Despite knowing something has been off for the last 30 years or so, I was surprised to hear the diagnosis. The day after we returned from the Holy Land last year, a doctor told me I had type 2 bipolar disorder. For the uninitiated, this is the type of bipolar disorder where you get all of the depression and none of the shoes. Let me clarify; my “manic” episodes are not characterized by daring adventures or shopping sprees, but by intense periods of hyper-focused activity. Think Carrie Mathison off her meds in Homeland, but not as smart. Anyone who has ever gotten an e-mail from me at three in the morning knows this.
Another surprise was accepting the physical part of this disease. Blood tests before all my doctor visits reveal a shifting landscape of brain chemistry that requires constant adjustment. I love how my doctor puts it: “We’re just trying to find a way to stop those losses in cabin pressure.” In the last year alone, I have been on nine different medications for various symptoms as we strive to find the best balance. I find myself freezing with each new attempt, wondering what this month’s side effects will be. My doctor has also seen a link between brain trauma and the physical manifestation of the disease. In my case, a bout with viral meningitis that landed me in the hospital at nineteen might be a factor. My first self-destructive episode happened about a year later.
Strangely enough, I didn’t feel any embarrassment over my diagnosis, just relief. Many of my friends and family don’t know what to do with me, though. I feel their unease. I can’t just “snap out of it.” It is a MOOD disorder. Those brain chemicals have a mind of their own. (Hee.) In some ways, it would have been much easier to have a broken leg or a disease they know how to respond to. No one brings you a casserole for bi-polar disorder. The fact is, the reason I finally pressed for help is that when I went into crisis this last time, I saw that it could be life-threatening. As life threatening as any other potentially fatal disease.
My kids get it better than anyone else. I have a profound solidarity with my son and his autism. I share some of his sensory and obsessive issues. I am more socially awkward than he is. My daughter was so relieved to have a reason for my blow-ups, really understanding that they are not her fault. She is the primary person who checks to see if I have taken my meds. She is on the front line.
Chemistry helps, but it is not a cure. During a particularly tough time last fall, one of my friends counseled me that I can’t rely on medication to do it all. Around the same time, I saw a feature on an actress who lives with MS. She spoke eloquently about changing her schedule so that she can continue to take care of her family and herself. “I have a disease,” I thought, “Maybe I should try that.” Seems obvious, huh? I have tried to do a better job of figuring out what my triggers are, what I need to function smoothly. For me, routine and schedules help. Then, there is the issue of saying “No”. Contrary to popular belief, I do say “No” a lot, it just seems that no one hears me. This is why we have a lab puppy. (Ironically, she was born on Valentine’s Day. This will make sense later).
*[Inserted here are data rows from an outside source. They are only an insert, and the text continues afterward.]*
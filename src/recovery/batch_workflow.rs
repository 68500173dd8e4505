//! Per-transaction decision-and-publish logic for the bulk resend path.

use crate::enclave::{Enclave, EnclaveStatus};
use crate::error::PublishError;
use crate::network::publish::ResendBatchPublisher;
use crate::network::store::NetworkStore;
use crate::payload::{EncodedPayload, EncodedPayloadBuilder};
use crate::storage::EncryptedTransaction;
use crate::types::PublicKey;
use std::collections::HashMap;
use std::sync::Arc;

/// Working state for one transaction passing through the workflow.
#[derive(Debug, Clone)]
pub struct BatchWorkflowContext {
    pub recipient_key: PublicKey,
    pub encrypted_transaction: EncryptedTransaction,
    pub encoded_payload: EncodedPayload,
    pub batch_size: u64,
}

/// One workflow instance lives for one whole resend-batch call, accumulating
/// outbound payloads per target url and flushing whenever a buffer reaches
/// the batch size. Driven strictly sequentially; the accumulator is not
/// meant for concurrent `execute` calls.
pub struct BatchWorkflow {
    enclave: Arc<dyn Enclave>,
    network_store: Arc<NetworkStore>,
    publisher: Arc<dyn ResendBatchPublisher>,
    expected_total: u64,
    processed: u64,
    published_count: u64,
    buffers: HashMap<String, Vec<EncodedPayload>>,
}

impl BatchWorkflow {
    /// Decide whether and how to forward one transaction to the requesting
    /// key. `Ok(false)` means the transaction was skipped (enclave down, or
    /// the payload does not concern the recipient); `Ok(true)` means it was
    /// accumulated for publishing.
    pub async fn execute(&mut self, context: BatchWorkflowContext) -> Result<bool, PublishError> {
        self.processed += 1;
        let outcome = self.process(&context).await?;
        if self.processed >= self.expected_total {
            self.flush_all().await?;
        }
        Ok(outcome)
    }

    async fn process(&mut self, context: &BatchWorkflowContext) -> Result<bool, PublishError> {
        if self.enclave.status() != EnclaveStatus::Started {
            tracing::debug!(
                "Enclave not started; skipping transaction {}",
                context.encrypted_transaction.hash
            );
            return Ok(false);
        }

        let recipient = &context.recipient_key;
        let payload = &context.encoded_payload;

        // The stored payload carries every recipient's box; the target node
        // should only see its own. The requesting key may instead be the
        // original sender recovering its own submissions, which gets the
        // payload whole.
        let outgoing = if payload.recipient_keys.contains(recipient) {
            if payload.recipient_keys.len() == 1 {
                payload.clone()
            } else {
                match EncodedPayloadBuilder::for_recipient(payload, recipient) {
                    Ok(builder) => builder.build(),
                    Err(_) => return Ok(false),
                }
            }
        } else if payload.sender_key == *recipient {
            payload.clone()
        } else {
            return Ok(false);
        };

        let targets: Vec<String> = self
            .network_store
            .get_active_nodes()
            .iter()
            .filter(|node| node.keys.contains(recipient))
            .map(|node| node.uri.as_str().to_string())
            .collect();

        if targets.is_empty() {
            tracing::warn!("No known node holds recipient key {}; skipping", recipient);
            return Ok(false);
        }

        for url in targets {
            let buffered = {
                let buffer = self.buffers.entry(url.clone()).or_default();
                buffer.push(outgoing.clone());
                buffer.len() as u64
            };
            self.published_count += 1;

            if buffered >= context.batch_size {
                if let Some(slot) = self.buffers.get_mut(&url) {
                    let batch = std::mem::take(slot);
                    self.publisher.publish_batch(&batch, &url).await?;
                }
            }
        }
        Ok(true)
    }

    async fn flush_all(&mut self) -> Result<(), PublishError> {
        let buffers = std::mem::take(&mut self.buffers);
        for (url, batch) in buffers {
            if !batch.is_empty() {
                self.publisher.publish_batch(&batch, &url).await?;
            }
        }
        Ok(())
    }

    /// Messages accumulated/published across the life of this instance.
    pub fn published_message_count(&self) -> u64 {
        self.published_count
    }
}

/// Builds one workflow per resend-batch call.
pub struct BatchWorkflowFactory {
    enclave: Arc<dyn Enclave>,
    network_store: Arc<NetworkStore>,
    publisher: Arc<dyn ResendBatchPublisher>,
}

impl BatchWorkflowFactory {
    pub fn new(
        enclave: Arc<dyn Enclave>,
        network_store: Arc<NetworkStore>,
        publisher: Arc<dyn ResendBatchPublisher>,
    ) -> Self {
        Self {
            enclave,
            network_store,
            publisher,
        }
    }

    /// `expected_total` is the number of `execute` calls the caller will
    /// make; the final partial buffers flush when it is reached.
    pub fn create(&self, expected_total: u64) -> BatchWorkflow {
        BatchWorkflow {
            enclave: self.enclave.clone(),
            network_store: self.network_store.clone(),
            publisher: self.publisher.clone(),
            expected_total,
            processed: 0,
            published_count: 0,
            buffers: HashMap::new(),
        }
    }
}
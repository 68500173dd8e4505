//! Peer discovery and transaction reconciliation engine for a private
//! transaction relay node.
//!
//! The crate is organised around three long-lived concerns:
//!
//! - `network`: who is out there. The [`network::store::NetworkStore`] holds
//!   the active node map, fed by [`network::discovery`] from inbound
//!   announcements and corrected by the enclave key synchroniser.
//! - `sync`: keeping this node's view announced. The
//!   [`sync::poller::SyncPoller`] periodically pushes our node info to every
//!   known party and asks each one to resend what it holds for our keys,
//!   with bounded retries per party.
//! - `recovery`: serving those requests. [`recovery::batch_resend`] walks
//!   the local store in pages and pushes batches back;
//!   [`recovery::legacy_resend`] is the single-message protocol kept for
//!   older peers.

pub mod config;
pub mod context;
pub mod enclave;
pub mod error;
pub mod network;
pub mod payload;
pub mod recovery;
pub mod storage;
pub mod sync;
pub mod types;

pub use config::Config;
pub use context::RuntimeContext;
pub use enclave::{Enclave, EnclaveStatus, SoftwareEnclave};
pub use payload::{EncodedPayload, PayloadCodec, PrivacyMode};
pub use types::{MessageHash, NodeInfo, NodeUri, PublicKey};
// ==========================================
// 畜群月报 - 月报 API（组装器）
// ==========================================
// 流程: 校验期间 → 读取配置 → 采集入场/出场 → 解析/分桶/轧差 → 组装月报
// 红线: 输入错误在采集前拒绝；主存储不可用直接返回错误
// 红线: 每次调用独立构建并丢弃矩阵，不持有跨调用的可变状态
// ==========================================

use crate::api::dto::{BulletinHeader, BulletinReport, BulletinRequest};
use crate::api::error::{ApiError, ApiResult};
use crate::config::{BulletinConfig, ConfigManager};
use crate::domain::movement::DateRange;
use crate::domain::types::Direction;
use crate::engine::age_resolver::AgeResolver;
use crate::engine::movement_acquirer::{AcquirerConfig, MovementAcquirer};
use crate::engine::netting::NettingAggregator;
use crate::engine::sources::{InvoiceSource, StructuredMovementSource};
use crate::repository::{InvoiceRepository, StructuredMovementRepository};
use chrono::{Local, Utc};
use rusqlite::Connection;
use std::sync::{Arc, Mutex};
use tracing::{info, instrument};
use uuid::Uuid;

// ==========================================
// BulletinApi - 月报API
// ==========================================
pub struct BulletinApi {
    conn: Arc<Mutex<Connection>>,
}

impl BulletinApi {
    /// 创建新的 BulletinApi 实例
    pub fn new(conn: Arc<Mutex<Connection>>) -> Self {
        Self { conn }
    }

    /// 生成月报
    ///
    /// # 参数
    /// - request: 期间、场点、品种过滤与基准日
    ///
    /// # 返回
    /// - Ok(BulletinReport): 品种 × 年龄桶矩阵及剔除/采集统计
    /// - Err(ApiError::InvalidInput): 期间缺失或无效
    /// - Err(其他): 主存储不可用
    #[instrument(skip(self, request), fields(start = %request.start_date, end = %request.end_date))]
    pub fn generate_bulletin(&self, request: &BulletinRequest) -> ApiResult<BulletinReport> {
        let range = DateRange::parse(&request.start_date, &request.end_date)?;

        let config = ConfigManager::from_connection(self.conn.clone())
            .load_bulletin_config()
            .map_err(|e| ApiError::ConfigError(e.to_string()))?;

        let structured = StructuredMovementRepository::from_connection(self.conn.clone());
        let invoices = InvoiceRepository::from_connection(self.conn.clone());

        assemble_bulletin(&structured, &invoices, &config, range, request)
    }
}

/// 在给定数据源上执行完整流程
///
/// 期间已校验；数据源可替换（测试中使用内存实现）
pub fn assemble_bulletin(
    structured: &dyn StructuredMovementSource,
    invoices: &dyn InvoiceSource,
    config: &BulletinConfig,
    range: DateRange,
    request: &BulletinRequest,
) -> ApiResult<BulletinReport> {
    let report_id = Uuid::new_v4().to_string();
    let reference_date = request.today.unwrap_or_else(|| Local::now().date_naive());
    let site_filter = request.site_filter.trim();
    let breed_filter = request
        .breed_filter
        .as_deref()
        .map(str::trim)
        .filter(|b| !b.is_empty());

    info!(
        report_id = %report_id,
        site = site_filter,
        breed = breed_filter.unwrap_or("*"),
        reference_date = %reference_date,
        "开始生成月报"
    );

    let acquirer = MovementAcquirer::new(
        structured,
        invoices,
        AcquirerConfig {
            recent_invoice_window: config.recent_invoice_window,
            unspecified_breed: config.unspecified_breed_label.clone(),
            max_unit_quantity: config.max_unit_quantity,
        },
    );

    let entries = acquirer.acquire(breed_filter, &range, site_filter, Direction::Entry)?;
    let exits = acquirer.acquire(breed_filter, &range, site_filter, Direction::Exit)?;

    let aggregator = NettingAggregator::new(
        AgeResolver::new(reference_date, config.days_per_month),
        config.unspecified_breed_label.clone(),
    );
    let outcome = aggregator.aggregate(&entries.records, &exits.records);

    let report = BulletinReport::assemble(
        BulletinHeader {
            report_id,
            generated_at: Utc::now(),
            period: range,
            site_filter: site_filter.to_string(),
            breed_filter: breed_filter.map(str::to_string),
            reference_date,
        },
        outcome,
        entries.summary,
        exits.summary,
    );

    info!(
        report_id = %report.report_id,
        breeds = report.rows.len(),
        grand_total = report.grand_total(),
        skipped = report.skipped.total,
        "月报生成完成"
    );

    Ok(report)
}
// ==========================================
// 畜群月报 - 引擎层
// ==========================================
// 职责: 采集 → 月龄/性别解析 → 分桶 → 轧差
// 红线: Engine 不拼 SQL；无法判定的记录必须计数剔除，不得默认归桶
// ==========================================

pub mod age_resolver;
pub mod bucket_classifier;
pub mod items_payload;
pub mod movement_acquirer;
pub mod netting;
pub mod sex_normalizer;
pub mod sources;

// 重导出核心引擎
pub use age_resolver::{resolve_age_label, AgeResolver, DEFAULT_DAYS_PER_MONTH};
pub use bucket_classifier::classify;
pub use items_payload::{ItemsPayload, PayloadError};
pub use movement_acquirer::{
    expand_quantity, Acquisition, AcquisitionSummary, AcquirerConfig, MovementAcquirer, TierFailure,
};
pub use netting::{BreedBucketMatrix, BreedRow, NettingAggregator, NettingOutcome, PassCounts};
pub use sources::{InvoiceSource, StructuredMovementSource};
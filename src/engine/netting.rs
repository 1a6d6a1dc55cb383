// ==========================================
// 畜群月报 - 进出场轧差汇总
// ==========================================
// 职责: 入场 +1 / 出场 -1，按 品种 × 年龄桶 汇总
// 红线: 负数是合法结果（出场多于入场），不得截断为 0
// 红线: 性别或月龄无法判定的记录剔除并计数，不归入任何桶
// ==========================================
// 品种键: TRIM + 小写；展示名取同键下字典序最小的原文，
//         保证结果与记录顺序无关
// ==========================================

use crate::domain::movement::{MovementRecord, ResolvedAnimal};
use crate::domain::types::{AgeBucket, Sex};
use crate::engine::age_resolver::AgeResolver;
use crate::engine::bucket_classifier::classify;
use crate::engine::sex_normalizer::normalize_first;
use serde::{Deserialize, Serialize};
use std::collections::BTreeMap;
use tracing::{debug, instrument};

/// 年龄桶个数
pub const BUCKET_COUNT: usize = AgeBucket::ALL.len();

/// 品种归一化键（TRIM + 小写）
pub fn breed_key(breed: &str) -> String {
    breed.trim().to_lowercase()
}

// ==========================================
// BreedRow - 单个品种的十个带符号计数
// ==========================================
#[derive(Debug, Clone, PartialEq, Eq, Serialize, Deserialize)]
pub struct BreedRow {
    /// 展示名（原文）
    pub breed: String,

    /// 按 AgeBucket::ALL 顺序的计数
    pub counts: [i64; BUCKET_COUNT],
}

impl BreedRow {
    fn new(breed: String) -> Self {
        Self {
            breed,
            counts: [0; BUCKET_COUNT],
        }
    }

    pub fn get(&self, bucket: AgeBucket) -> i64 {
        self.counts[bucket.index()]
    }

    /// 十个桶之和（可为负）
    pub fn total(&self) -> i64 {
        self.counts.iter().sum()
    }
}

// ==========================================
// BreedBucketMatrix - 品种 × 年龄桶矩阵
// ==========================================
#[derive(Debug, Clone, Default, PartialEq, Eq, Serialize, Deserialize)]
pub struct BreedBucketMatrix {
    rows: BTreeMap<String, BreedRow>,
}

impl BreedBucketMatrix {
    pub fn new() -> Self {
        Self::default()
    }

    /// 对 (品种, 桶) 加上 delta
    pub fn apply(&mut self, breed: &str, bucket: AgeBucket, delta: i64) {
        let display = breed.trim();
        let row = self
            .rows
            .entry(breed_key(breed))
            .or_insert_with(|| BreedRow::new(display.to_string()));
        if display < row.breed.as_str() {
            row.breed = display.to_string();
        }
        row.counts[bucket.index()] += delta;
    }

    /// 按归一化品种读取计数（不存在为 0）
    pub fn get(&self, breed: &str, bucket: AgeBucket) -> i64 {
        self.rows
            .get(&breed_key(breed))
            .map(|row| row.get(bucket))
            .unwrap_or(0)
    }

    pub fn row(&self, breed: &str) -> Option<&BreedRow> {
        self.rows.get(&breed_key(breed))
    }

    /// 按品种字母序（归一化键）输出
    pub fn rows(&self) -> impl Iterator<Item = &BreedRow> {
        self.rows.values()
    }

    pub fn len(&self) -> usize {
        self.rows.len()
    }

    pub fn is_empty(&self) -> bool {
        self.rows.is_empty()
    }

    /// 各桶跨品种合计
    pub fn bucket_totals(&self) -> [i64; BUCKET_COUNT] {
        let mut totals = [0; BUCKET_COUNT];
        for row in self.rows.values() {
            for (total, count) in totals.iter_mut().zip(row.counts.iter()) {
                *total += count;
            }
        }
        totals
    }

    /// 总计 = 各品种合计之和
    pub fn grand_total(&self) -> i64 {
        self.rows.values().map(BreedRow::total).sum()
    }
}

// ==========================================
// PassCounts - 单方向计入/剔除统计
// ==========================================
#[derive(Debug, Clone, Copy, Default, PartialEq, Eq, Serialize, Deserialize)]
pub struct PassCounts {
    /// 计入矩阵的记录数
    pub applied: usize,
    /// 剔除的记录数
    pub skipped: usize,
    /// 性别无法判定的记录数
    pub unresolved_sex: usize,
    /// 月龄无法判定的记录数
    pub unresolved_age: usize,
}

/// 轧差结果
#[derive(Debug, Clone, PartialEq, Serialize, Deserialize)]
pub struct NettingOutcome {
    pub matrix: BreedBucketMatrix,
    pub entries: PassCounts,
    pub exits: PassCounts,
}

impl NettingOutcome {
    pub fn skipped_total(&self) -> usize {
        self.entries.skipped + self.exits.skipped
    }
}

// ==========================================
// NettingAggregator - 轧差汇总器
// ==========================================
#[derive(Debug, Clone)]
pub struct NettingAggregator {
    age_resolver: AgeResolver,
    unspecified_breed: String,
}

impl NettingAggregator {
    /// 创建轧差汇总器
    ///
    /// # 参数
    /// - age_resolver: 月龄解析器（携带基准日）
    /// - unspecified_breed: 品种为空时使用的占位名
    pub fn new(age_resolver: AgeResolver, unspecified_breed: impl Into<String>) -> Self {
        Self {
            age_resolver,
            unspecified_breed: unspecified_breed.into(),
        }
    }

    /// 解析单条记录的性别与月龄
    pub fn resolve(&self, record: &MovementRecord) -> ResolvedAnimal {
        ResolvedAnimal {
            sex: normalize_first([record.sex_raw.as_deref(), record.sex_extra_raw.as_deref()]),
            age_months: self.age_resolver.resolve(record),
        }
    }

    /// 入场 +1、出场 -1 汇总为矩阵
    #[instrument(skip_all, fields(entries = entries.len(), exits = exits.len()))]
    pub fn aggregate(&self, entries: &[MovementRecord], exits: &[MovementRecord]) -> NettingOutcome {
        let mut matrix = BreedBucketMatrix::new();
        let entry_counts = self.apply_records(&mut matrix, entries, 1);
        let exit_counts = self.apply_records(&mut matrix, exits, -1);

        debug!(
            breeds = matrix.len(),
            grand_total = matrix.grand_total(),
            skipped = entry_counts.skipped + exit_counts.skipped,
            "轧差汇总完成"
        );

        NettingOutcome {
            matrix,
            entries: entry_counts,
            exits: exit_counts,
        }
    }

    /// 将一批单头记录以 delta 计入矩阵
    pub fn apply_records(
        &self,
        matrix: &mut BreedBucketMatrix,
        records: &[MovementRecord],
        delta: i64,
    ) -> PassCounts {
        let mut counts = PassCounts::default();

        for record in records {
            debug_assert_eq!(record.quantity, 1, "记录未展开: {}", record.source_ref);

            let resolved = self.resolve(record);
            let bucket = match classify(resolved.sex, resolved.age_months) {
                Some(bucket) => bucket,
                None => {
                    counts.skipped += 1;
                    if resolved.sex == Sex::Unresolved {
                        counts.unresolved_sex += 1;
                    }
                    if resolved.age_months.is_none() {
                        counts.unresolved_age += 1;
                    }
                    debug!(source = %record.source_ref, sex = %resolved.sex, "记录无法分桶，已剔除");
                    continue;
                }
            };

            let breed = if record.breed.trim().is_empty() {
                self.unspecified_breed.as_str()
            } else {
                record.breed.as_str()
            };
            matrix.apply(breed, bucket, delta);
            counts.applied += 1;
        }

        counts
    }
}
// ==========================================
// 畜群月报 - API 层
// ==========================================
// 职责: 月报生成接口，供命令行 / 上层界面调用
// ==========================================

pub mod bulletin_api;
pub mod dto;
pub mod error;
pub mod export;

// 重导出核心类型
pub use bulletin_api::{assemble_bulletin, BulletinApi};
pub use dto::{BulletinReport, BulletinRequest, BulletinRow, SkippedSummary, TOTAL_ROW_LABEL};
pub use error::{ApiError, ApiResult};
My doctor tells me that many high-functioning people find themselves in this position. They can say “No” all they want and nobody really believes them. This phenomenon was the subject of a recent article on The Mighty website, “When You’re ‘Too Functional’ to Have Your Mental Illness Taken Seriously,” which discusses the pitfalls of having an “invisible illness.” People tend to question the validity of your condition. I am not being modest or self-deprecating when I say I can’t do something. Just because I am good at acting fine doesn’t mean it isn’t work, “a cognitive process.”
My faith has helped me survive these last 30 years in a way nothing else has. First, I am still here. I have been broken over this disease and have found a blessed dependence on God. Some people can help regulate themselves with meditation or yoga, but this affliction has caused me to go on my knees in a way nothing else has. Prayer has kept me from feeling alone when no one else around me understands my demons.
My husband, God bless him, has probably had the worst of it. I can see his frustration. He has had to alter his schedule to accommodate me and widen his understanding. It is so hard for any man to be told he can’t fix something. The best support he has given me are those times he has shown me solidarity. He has let me know that, even though he really doesn’t understand anything I am going through, he is not going anywhere.
The week after my diagnosis, it was Valentine’s Day. As you know, Ted is a big gift-giver. It was that day he gave me the most romantic gift I have ever received. There, in the middle of my flowers and chocolate, were two little stuffed polar bears. It was the first thing that had made me smile all week. Talk about a love that defies all understanding. My bi-polar bears let me know that he was in this for the long haul. This would not break us.